What a Difference a Year Makes…
A year ago, I wrote a synopsis for a novel and I remember just how overcome with pride I was on finishing it. It was the distilled essence of awesome, kissed by angels and blessed by the almighty. So who stole that little monument to literary excellence and replaced it with a dribble of puke?
I think it just underlines how, as a writer, I’m still improving. What a relief I’ve never published anything out of hubris, as the passage of time would have revealed it for what it truly was. Trash.
Our terms of reference as writers stop at the here and now. We can look at what we did a year or more ago and say ‘thank god I don’t write that kind of tripe anymore’, but will we say the same thing of our current writing, a year hence? I’ve no answers, for I’m still evolving, and perhaps always will be. Somewhere out there is a magical bar labelled ‘good enough’ and I’m just not sure how close I am to it. – I’ve betas aplenty who think I hurdled it long since, but I’m far more cautious.
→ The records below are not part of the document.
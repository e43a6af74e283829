//! Per-goal-type dispatch table.
//!
//! Each goal type supplies one `GoalStrategy`; callers go through
//! [`strategy_for`] instead of branching on the type themselves.

use super::adherence::{adherence_stats, calendar_grid, AdherenceStats, CalendarCell, CalendarMonth};
use super::buckets::{all_zero, duration_buckets, frequency_buckets, Bucket};
use super::numeric::{axis_domain, numeric_series, AxisDomain, NumericPoint};
use super::status::{entry_on, latest_entry, GoalStatus};
use crate::model::{DurationTimeframe, Entry, Goal, GoalConfig, GoalType};
use chrono::NaiveDate;
use serde::Serialize;

/// Inputs shared by every strategy call besides the goal and its entries.
#[derive(Debug, Clone, Copy, PartialEq, Eq)]
pub struct ProgressContext {
    pub today: NaiveDate,
    /// Month shown by the adherence calendar.
    pub month: CalendarMonth,
}

impl ProgressContext {
    /// Context showing the month that contains `today`.
    pub fn for_today(today: NaiveDate) -> Self {
        Self {
            today,
            month: CalendarMonth::containing(today),
        }
    }
}

/// Horizontal reference line on a chart.
#[derive(Debug, Clone, PartialEq, Serialize)]
#[serde(rename_all = "camelCase")]
pub struct ReferenceLine {
    pub value: f64,
    pub label: String,
    /// Milestones only: whether the milestone is marked achieved.
    #[serde(skip_serializing_if = "Option::is_none")]
    pub achieved: Option<bool>,
}

impl ReferenceLine {
    fn target(value: f64) -> Self {
        Self {
            value,
            label: format!("Target: {value}"),
            achieved: None,
        }
    }
}

/// Chart-ready series for one goal.
#[derive(Debug, Clone, PartialEq, Serialize)]
#[serde(tag = "kind", rename_all = "camelCase")]
pub enum GoalChart {
    /// Nothing worth drawing.
    NoData,
    #[serde(rename_all = "camelCase")]
    Line {
        points: Vec<NumericPoint>,
        references: Vec<ReferenceLine>,
    },
    #[serde(rename_all = "camelCase")]
    Calendar {
        month: CalendarMonth,
        title: String,
        cells: Vec<CalendarCell>,
    },
    #[serde(rename_all = "camelCase")]
    Bars {
        buckets: Vec<Bucket>,
        #[serde(skip_serializing_if = "Option::is_none")]
        target: Option<ReferenceLine>,
    },
}

/// Per-type computations. Entries are pre-filtered to the goal.
pub trait GoalStrategy: Sync {
    fn status(&self, goal: &Goal, entries: &[Entry], ctx: &ProgressContext) -> GoalStatus;

    fn aggregate(&self, goal: &Goal, entries: &[Entry], ctx: &ProgressContext) -> GoalChart;

    fn axis_domain(&self, _goal: &Goal, _chart: &GoalChart) -> Option<AxisDomain> {
        None
    }

    fn adherence(&self, _entries: &[Entry], _ctx: &ProgressContext) -> Option<AdherenceStats> {
        None
    }
}

struct NumericStrategy;
struct AdherenceStrategy;
struct FrequencyStrategy;
struct DurationStrategy;

static NUMERIC: NumericStrategy = NumericStrategy;
static ADHERENCE: AdherenceStrategy = AdherenceStrategy;
static FREQUENCY: FrequencyStrategy = FrequencyStrategy;
static DURATION: DurationStrategy = DurationStrategy;

pub fn strategy_for(kind: GoalType) -> &'static dyn GoalStrategy {
    match kind {
        GoalType::Numeric => &NUMERIC,
        GoalType::Adherence => &ADHERENCE,
        GoalType::Frequency => &FREQUENCY,
        GoalType::Duration => &DURATION,
    }
}

fn latest_status(goal: &Goal, entries: &[Entry]) -> GoalStatus {
    match latest_entry(entries) {
        Some(entry) => GoalStatus::Latest {
            value: entry.value,
            unit: goal.config.unit_label().unwrap_or_default().to_string(),
        },
        None => GoalStatus::NoEntries,
    }
}

impl GoalStrategy for NumericStrategy {
    fn status(&self, goal: &Goal, entries: &[Entry], _ctx: &ProgressContext) -> GoalStatus {
        latest_status(goal, entries)
    }

    fn aggregate(&self, goal: &Goal, entries: &[Entry], _ctx: &ProgressContext) -> GoalChart {
        let Some(config) = goal.numeric_config() else {
            return GoalChart::NoData;
        };
        let points = numeric_series(config, entries);
        if points.iter().all(|point| point.value.is_none()) {
            return GoalChart::NoData;
        }

        let mut references: Vec<ReferenceLine> = config
            .reference_target()
            .map(ReferenceLine::target)
            .into_iter()
            .collect();
        references.extend(goal.milestones.iter().map(|milestone| ReferenceLine {
            value: milestone.value,
            label: milestone.label.clone(),
            achieved: Some(milestone.is_achieved()),
        }));

        GoalChart::Line { points, references }
    }

    fn axis_domain(&self, goal: &Goal, chart: &GoalChart) -> Option<AxisDomain> {
        let (Some(config), GoalChart::Line { points, .. }) = (goal.numeric_config(), chart) else {
            return None;
        };
        axis_domain(config, &goal.milestones, points)
    }
}

impl GoalStrategy for AdherenceStrategy {
    fn status(&self, _goal: &Goal, entries: &[Entry], ctx: &ProgressContext) -> GoalStatus {
        if entries.is_empty() {
            return GoalStatus::NoEntries;
        }
        let done_today = entry_on(entries, ctx.today)
            .map(|entry| entry.value.is_completed())
            .unwrap_or(false);
        GoalStatus::Adherence { done_today }
    }

    fn aggregate(&self, _goal: &Goal, entries: &[Entry], ctx: &ProgressContext) -> GoalChart {
        GoalChart::Calendar {
            month: ctx.month,
            title: ctx.month.title(),
            cells: calendar_grid(entries, ctx.month, ctx.today),
        }
    }

    fn adherence(&self, entries: &[Entry], ctx: &ProgressContext) -> Option<AdherenceStats> {
        Some(adherence_stats(entries, ctx.month, ctx.today))
    }
}

impl GoalStrategy for FrequencyStrategy {
    fn status(&self, goal: &Goal, entries: &[Entry], _ctx: &ProgressContext) -> GoalStatus {
        match &goal.config {
            GoalConfig::Frequency(config) if !entries.is_empty() => GoalStatus::Count {
                count: entries.len(),
                timeframe: config.timeframe,
            },
            _ => GoalStatus::NoEntries,
        }
    }

    fn aggregate(&self, goal: &Goal, entries: &[Entry], ctx: &ProgressContext) -> GoalChart {
        let GoalConfig::Frequency(config) = &goal.config else {
            return GoalChart::NoData;
        };
        let buckets = frequency_buckets(config, entries, ctx.today);
        if buckets.is_empty() {
            return GoalChart::NoData;
        }
        GoalChart::Bars {
            buckets,
            target: Some(ReferenceLine::target(f64::from(config.target_count))),
        }
    }
}

impl GoalStrategy for DurationStrategy {
    fn status(&self, goal: &Goal, entries: &[Entry], _ctx: &ProgressContext) -> GoalStatus {
        latest_status(goal, entries)
    }

    fn aggregate(&self, goal: &Goal, entries: &[Entry], ctx: &ProgressContext) -> GoalChart {
        let GoalConfig::Duration(config) = &goal.config else {
            return GoalChart::NoData;
        };
        let buckets = duration_buckets(entries, ctx.today);
        if all_zero(&buckets) {
            return GoalChart::NoData;
        }
        let target = match config.timeframe {
            DurationTimeframe::Daily => Some(ReferenceLine::target(config.target_duration)),
            DurationTimeframe::Weekly => None,
        };
        GoalChart::Bars { buckets, target }
    }
}

#[cfg(test)]
mod tests {
    use super::*;
    use crate::model::{AdherenceConfig, Direction, FrequencyConfig, FrequencyTimeframe, NumericConfig};
    use crate::progress::dates::parse_day;
    use chrono::{TimeZone, Utc};

    fn ctx() -> ProgressContext {
        ProgressContext::for_today(parse_day("2026-10-19").unwrap())
    }

    #[test]
    fn every_type_has_a_strategy_with_empty_input_states() {
        let configs = [
            GoalConfig::Numeric(NumericConfig {
                unit: "kg".to_string(),
                target: Some(70.0),
                start_value: None,
                direction: Direction::Decrease,
                target_rate: Some(-0.5),
            }),
            GoalConfig::Adherence(AdherenceConfig::default()),
            GoalConfig::Frequency(FrequencyConfig {
                target_count: 3,
                timeframe: FrequencyTimeframe::Weekly,
            }),
            GoalConfig::Duration(crate::model::DurationConfig {
                unit: crate::model::DurationUnit::Minutes,
                target_duration: 30.0,
                timeframe: DurationTimeframe::Daily,
            }),
        ];
        for config in configs {
            let goal = Goal::new("g", config, Utc::now());
            let strategy = strategy_for(goal.kind);
            assert_eq!(strategy.status(&goal, &[], &ctx()), GoalStatus::NoEntries);
            let chart = strategy.aggregate(&goal, &[], &ctx());
            assert_eq!(strategy.axis_domain(&goal, &chart), None);
        }
    }

    #[test]
    fn numeric_status_reports_latest_by_timestamp() {
        let goal = Goal::new(
            "weight",
            GoalConfig::Numeric(NumericConfig {
                unit: "lbs".to_string(),
                target: None,
                start_value: None,
                direction: Direction::Decrease,
                target_rate: None,
            }),
            Utc::now(),
        );
        let day = parse_day("2026-10-18").unwrap();
        let older = Entry::new(&goal.id, day, Utc.with_ymd_and_hms(2026, 10, 18, 7, 0, 0).unwrap(), 181.0);
        let newer = Entry::new(&goal.id, day, Utc.with_ymd_and_hms(2026, 10, 18, 21, 0, 0).unwrap(), 180.0);
        let status = strategy_for(goal.kind).status(&goal, &[newer, older], &ctx());
        assert_eq!(status.to_string(), "180 lbs");
    }

    #[test]
    fn adherence_status_checks_today_only() {
        let goal = Goal::new("floss", GoalConfig::Adherence(AdherenceConfig::default()), Utc::now());
        let yesterday = Entry::new(&goal.id, parse_day("2026-10-18").unwrap(), Utc::now(), true);
        let strategy = strategy_for(goal.kind);
        assert_eq!(
            strategy.status(&goal, &[yesterday.clone()], &ctx()).to_string(),
            "Not done today"
        );
        let today = Entry::new(&goal.id, ctx().today, Utc::now(), true);
        assert_eq!(
            strategy.status(&goal, &[yesterday, today], &ctx()).to_string(),
            "Done today"
        );
    }
}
Oh, I’ll send a couple of speculative sends to agents in the coming months, but I’ll just keep on writing. I’ve six novels written in the last couple of years that are somewhere in the ballpark, and around a dozen in the preceding years that would have readers clawing at their eyes.
So, please, take a moment if you’re considering self-publishing. Have a few people scan it who are prepared to tell you what you need to hear rather than just what you want to hear. – There’s little more restricting than people claiming you’re good when you are something far less. Writing well, like anything, comes with practice, and I very much doubt the first novel or two you create will be fit for public consumption.
I’ll leave this with an open invite for anyone who would like me to read the first few pages of their recently finished novel. – I swear I’ll be honest, but that’s not something every writer is ready for just yet. When you are, you’ll have taken a massive step along the literary road we all must walk if we wish for success.